▶ _Collected data entries_
#####

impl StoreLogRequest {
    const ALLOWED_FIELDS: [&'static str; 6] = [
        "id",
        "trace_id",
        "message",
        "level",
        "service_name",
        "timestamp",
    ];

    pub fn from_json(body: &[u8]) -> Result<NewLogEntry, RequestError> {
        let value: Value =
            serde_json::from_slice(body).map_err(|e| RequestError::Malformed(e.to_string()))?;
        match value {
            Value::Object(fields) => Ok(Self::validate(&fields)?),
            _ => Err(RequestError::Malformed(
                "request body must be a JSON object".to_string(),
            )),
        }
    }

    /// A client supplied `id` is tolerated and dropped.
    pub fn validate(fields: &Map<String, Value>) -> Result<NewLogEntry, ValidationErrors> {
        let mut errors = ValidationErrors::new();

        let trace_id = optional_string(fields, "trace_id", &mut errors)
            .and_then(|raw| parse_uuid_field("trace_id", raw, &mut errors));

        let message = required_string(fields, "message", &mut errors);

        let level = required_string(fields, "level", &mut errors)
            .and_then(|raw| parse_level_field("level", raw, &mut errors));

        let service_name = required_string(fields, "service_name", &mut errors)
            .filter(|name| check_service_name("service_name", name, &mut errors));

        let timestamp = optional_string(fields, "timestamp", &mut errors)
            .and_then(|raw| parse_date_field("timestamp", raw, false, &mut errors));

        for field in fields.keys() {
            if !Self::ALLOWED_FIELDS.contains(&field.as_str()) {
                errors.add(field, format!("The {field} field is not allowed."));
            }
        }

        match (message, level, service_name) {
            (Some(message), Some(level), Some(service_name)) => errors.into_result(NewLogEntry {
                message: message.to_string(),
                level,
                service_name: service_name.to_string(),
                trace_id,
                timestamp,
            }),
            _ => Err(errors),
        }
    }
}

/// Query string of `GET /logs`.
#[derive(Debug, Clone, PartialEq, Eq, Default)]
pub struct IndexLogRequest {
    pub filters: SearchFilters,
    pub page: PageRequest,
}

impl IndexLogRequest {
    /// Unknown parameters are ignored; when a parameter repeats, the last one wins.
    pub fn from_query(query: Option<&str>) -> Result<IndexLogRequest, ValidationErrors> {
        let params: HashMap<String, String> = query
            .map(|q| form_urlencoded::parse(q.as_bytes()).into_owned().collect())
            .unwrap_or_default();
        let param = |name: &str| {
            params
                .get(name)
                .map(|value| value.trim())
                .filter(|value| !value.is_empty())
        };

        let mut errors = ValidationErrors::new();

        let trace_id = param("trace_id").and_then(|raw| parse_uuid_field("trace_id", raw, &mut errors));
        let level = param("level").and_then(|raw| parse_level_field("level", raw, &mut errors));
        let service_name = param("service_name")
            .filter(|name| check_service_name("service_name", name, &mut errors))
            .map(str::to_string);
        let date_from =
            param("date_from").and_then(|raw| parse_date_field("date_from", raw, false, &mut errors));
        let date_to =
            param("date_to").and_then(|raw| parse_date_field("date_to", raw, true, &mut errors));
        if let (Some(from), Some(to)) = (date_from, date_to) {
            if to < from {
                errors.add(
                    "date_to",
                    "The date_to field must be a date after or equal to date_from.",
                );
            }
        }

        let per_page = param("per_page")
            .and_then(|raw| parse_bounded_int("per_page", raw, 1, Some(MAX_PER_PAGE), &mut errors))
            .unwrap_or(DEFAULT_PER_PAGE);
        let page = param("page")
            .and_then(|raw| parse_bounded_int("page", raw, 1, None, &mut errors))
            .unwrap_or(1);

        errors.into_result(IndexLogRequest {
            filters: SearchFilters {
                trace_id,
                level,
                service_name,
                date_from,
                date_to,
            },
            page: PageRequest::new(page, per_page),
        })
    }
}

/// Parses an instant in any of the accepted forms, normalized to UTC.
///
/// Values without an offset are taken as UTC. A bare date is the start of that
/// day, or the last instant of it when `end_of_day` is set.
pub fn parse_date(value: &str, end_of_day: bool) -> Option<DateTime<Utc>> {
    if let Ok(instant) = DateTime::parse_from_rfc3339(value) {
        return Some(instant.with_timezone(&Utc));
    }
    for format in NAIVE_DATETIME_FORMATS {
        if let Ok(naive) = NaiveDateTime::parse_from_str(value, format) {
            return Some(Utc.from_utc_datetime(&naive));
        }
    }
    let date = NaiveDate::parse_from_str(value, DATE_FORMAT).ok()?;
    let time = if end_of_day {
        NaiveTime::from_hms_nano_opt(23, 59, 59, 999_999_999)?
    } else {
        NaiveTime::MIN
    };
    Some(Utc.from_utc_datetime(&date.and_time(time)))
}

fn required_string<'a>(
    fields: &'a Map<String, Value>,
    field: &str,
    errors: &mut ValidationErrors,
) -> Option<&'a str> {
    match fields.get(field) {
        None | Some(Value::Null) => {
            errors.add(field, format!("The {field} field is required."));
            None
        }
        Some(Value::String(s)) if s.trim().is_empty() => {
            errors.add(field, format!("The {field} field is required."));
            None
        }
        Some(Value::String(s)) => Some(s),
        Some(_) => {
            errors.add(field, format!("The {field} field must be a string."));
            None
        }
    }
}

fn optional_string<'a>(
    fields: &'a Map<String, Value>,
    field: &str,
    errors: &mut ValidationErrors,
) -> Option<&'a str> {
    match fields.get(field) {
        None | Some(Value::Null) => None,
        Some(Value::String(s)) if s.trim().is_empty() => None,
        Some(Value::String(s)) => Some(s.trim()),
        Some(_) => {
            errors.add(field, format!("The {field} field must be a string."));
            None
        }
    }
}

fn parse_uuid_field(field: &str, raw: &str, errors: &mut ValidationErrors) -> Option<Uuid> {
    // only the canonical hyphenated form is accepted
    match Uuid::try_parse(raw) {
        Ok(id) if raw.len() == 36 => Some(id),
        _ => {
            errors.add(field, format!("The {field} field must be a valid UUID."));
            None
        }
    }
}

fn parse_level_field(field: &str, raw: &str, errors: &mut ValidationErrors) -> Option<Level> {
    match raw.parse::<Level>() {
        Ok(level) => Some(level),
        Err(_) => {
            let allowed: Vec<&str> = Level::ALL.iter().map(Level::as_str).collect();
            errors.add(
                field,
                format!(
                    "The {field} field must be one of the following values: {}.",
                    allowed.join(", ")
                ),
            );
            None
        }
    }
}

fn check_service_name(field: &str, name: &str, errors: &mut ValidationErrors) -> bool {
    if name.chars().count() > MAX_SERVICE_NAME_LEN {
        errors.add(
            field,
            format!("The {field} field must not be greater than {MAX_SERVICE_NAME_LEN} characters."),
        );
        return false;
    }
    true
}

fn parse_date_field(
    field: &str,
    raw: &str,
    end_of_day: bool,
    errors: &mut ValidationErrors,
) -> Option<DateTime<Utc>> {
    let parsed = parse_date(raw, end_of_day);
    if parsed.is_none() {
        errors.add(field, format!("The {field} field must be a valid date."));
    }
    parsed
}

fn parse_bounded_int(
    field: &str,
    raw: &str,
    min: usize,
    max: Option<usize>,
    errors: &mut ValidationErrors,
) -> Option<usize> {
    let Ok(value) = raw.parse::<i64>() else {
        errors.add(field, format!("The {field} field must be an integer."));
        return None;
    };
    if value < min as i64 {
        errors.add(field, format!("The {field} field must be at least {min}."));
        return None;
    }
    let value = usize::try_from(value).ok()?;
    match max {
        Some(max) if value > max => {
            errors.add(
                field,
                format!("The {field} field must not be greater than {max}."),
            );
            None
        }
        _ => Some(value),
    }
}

#####

Check each line of the entries, and copy the ones that contain "impl".

▶ _Task result_
impl StoreLogRequest {
impl IndexLogRequest {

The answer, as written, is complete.